WHAT IS REQUIRED: From the records below, work out how many lines contain "Copy". Reply with that number alone.
[Opening EXTRACTED RECORDS section]
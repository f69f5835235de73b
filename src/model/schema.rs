//! View schema: the tree describing what shape of diagram to draw

use std::fmt;

use serde::{Deserialize, Deserializer};

/// Kind of a schema element
#[derive(Debug, Clone, Copy, PartialEq, Eq, Deserialize)]
#[serde(rename_all = "lowercase")]
pub enum ElementKind {
    /// Named cluster containing its children
    Subgraph,
    /// Fixed-size node carrying an icon
    Image,
    /// Plain labelled node
    Node,
    /// Edge between previously rendered identities
    Line,
    /// Rank grouping marker, draws nothing by itself
    Group,
}

/// Overall diagram kind of a view
#[derive(Debug, Clone, Copy, PartialEq, Eq, Deserialize)]
#[serde(rename_all = "lowercase")]
pub enum GraphKind {
    Subgraph,
    Group,
    Node,
    Image,
    Sequence,
}

impl fmt::Display for GraphKind {
    fn fmt(&self, f: &mut fmt::Formatter<'_>) -> fmt::Result {
        match self {
            GraphKind::Subgraph => write!(f, "subgraph"),
            GraphKind::Group => write!(f, "group"),
            GraphKind::Node => write!(f, "node"),
            GraphKind::Image => write!(f, "image"),
            GraphKind::Sequence => write!(f, "sequence"),
        }
    }
}

/// Layout direction (`rankdir`)
#[derive(Debug, Clone, Copy, PartialEq, Eq, Default, Deserialize)]
pub enum Direction {
    #[default]
    #[serde(alias = "tb")]
    TB,
    #[serde(alias = "bt")]
    BT,
    #[serde(alias = "lr")]
    LR,
    #[serde(alias = "rl")]
    RL,
}

impl fmt::Display for Direction {
    fn fmt(&self, f: &mut fmt::Formatter<'_>) -> fmt::Result {
        match self {
            Direction::TB => write!(f, "TB"),
            Direction::BT => write!(f, "BT"),
            Direction::LR => write!(f, "LR"),
            Direction::RL => write!(f, "RL"),
        }
    }
}

/// Where an edge label is placed
#[derive(Debug, Clone, Copy, PartialEq, Eq)]
pub enum LabelPosition {
    Middle,
    Head,
    Tail,
}

impl LabelPosition {
    fn parse(s: &str) -> Option<Self> {
        match s {
            "middle" => Some(LabelPosition::Middle),
            "head" => Some(LabelPosition::Head),
            "tail" => Some(LabelPosition::Tail),
            _ => None,
        }
    }

    /// DOT attribute carrying the label at this position
    pub fn attribute(self) -> &'static str {
        match self {
            LabelPosition::Middle => "label",
            LabelPosition::Head => "headlabel",
            LabelPosition::Tail => "taillabel",
        }
    }
}

/// One node of the view schema.
///
/// The text-valued selectors (`display_expression`, `filter_values`,
/// `shapes`, `styles`) are kept as they are stored: JSON text that is parsed
/// on use, so that malformed text degrades to defaults instead of rejecting
/// the whole view.
#[derive(Debug, Clone, PartialEq, Deserialize)]
pub struct SchemaNode {
    #[serde(rename = "graph_type")]
    pub kind: ElementKind,

    /// Field on the parent record holding this element's records
    #[serde(default, deserialize_with = "null_as_default")]
    pub data_name: String,

    /// JSON array of quoted literals and field paths
    #[serde(default, deserialize_with = "null_as_default")]
    pub display_expression: String,

    #[serde(rename = "graph_filter_data", default, deserialize_with = "null_as_default")]
    pub filter_field: String,

    /// JSON array of allowed values for `filter_field`
    #[serde(rename = "graph_filter_values", default, deserialize_with = "null_as_default")]
    pub filter_values: String,

    #[serde(rename = "graph_shape_data", default, deserialize_with = "null_as_default")]
    pub shape_field: String,

    /// Value→shape JSON object, or a literal shape when `shape_field` is empty
    #[serde(rename = "graph_shapes", default, deserialize_with = "null_as_default")]
    pub shapes: String,

    #[serde(rename = "graph_config_data", default, deserialize_with = "null_as_default")]
    pub style_field: String,

    /// Value→style JSON object, or a literal style when `style_field` is empty
    #[serde(rename = "graph_configs", default, deserialize_with = "null_as_default")]
    pub styles: String,

    #[serde(rename = "line_start_data", default, deserialize_with = "null_as_default")]
    pub line_start_field: String,

    #[serde(rename = "line_end_data", default, deserialize_with = "null_as_default")]
    pub line_end_field: String,

    #[serde(rename = "line_display_position", default, deserialize_with = "null_as_default")]
    pub line_position: String,

    #[serde(default, deserialize_with = "null_as_default")]
    pub node_group_name: String,

    /// CI type, the key for the image lookup
    #[serde(default, deserialize_with = "null_as_default")]
    pub ci_type: String,

    #[serde(default, deserialize_with = "null_as_default")]
    pub children: Vec<SchemaNode>,
}

impl SchemaNode {
    /// Create an element of the given kind with every selector unset
    pub fn new(kind: ElementKind) -> Self {
        Self {
            kind,
            data_name: String::new(),
            display_expression: String::new(),
            filter_field: String::new(),
            filter_values: String::new(),
            shape_field: String::new(),
            shapes: String::new(),
            style_field: String::new(),
            styles: String::new(),
            line_start_field: String::new(),
            line_end_field: String::new(),
            line_position: String::new(),
            node_group_name: String::new(),
            ci_type: String::new(),
            children: vec![],
        }
    }

    /// Whether records of this element also describe an edge
    pub fn has_endpoints(&self) -> bool {
        !self.line_start_field.is_empty() && !self.line_end_field.is_empty()
    }

    pub fn label_position(&self) -> Option<LabelPosition> {
        LabelPosition::parse(&self.line_position)
    }
}

/// A complete view: diagram kind, direction and the root schema element
#[derive(Debug, Clone, PartialEq, Deserialize)]
pub struct SchemaQuery {
    #[serde(rename = "view_graph_type")]
    pub kind: GraphKind,

    #[serde(rename = "graph_dir", default)]
    pub direction: Direction,

    /// Raw rank-grouping directive for group views
    #[serde(default, deserialize_with = "null_as_default")]
    pub node_groups: String,

    #[serde(rename = "root_data")]
    pub root: SchemaNode,
}

impl SchemaQuery {
    pub fn new(kind: GraphKind, root: SchemaNode) -> Self {
        Self {
            kind,
            direction: Direction::default(),
            node_groups: String::new(),
            root,
        }
    }

    pub fn with_direction(mut self, direction: Direction) -> Self {
        self.direction = direction;
        self
    }
}

fn null_as_default<'de, D, T>(deserializer: D) -> Result<T, D::Error>
where
    D: Deserializer<'de>,
    T: Default + Deserialize<'de>,
{
    Ok(Option::<T>::deserialize(deserializer)?.unwrap_or_default())
}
[Closing EXTRACTED RECORDS section]
REPLY TO THE TASK: 4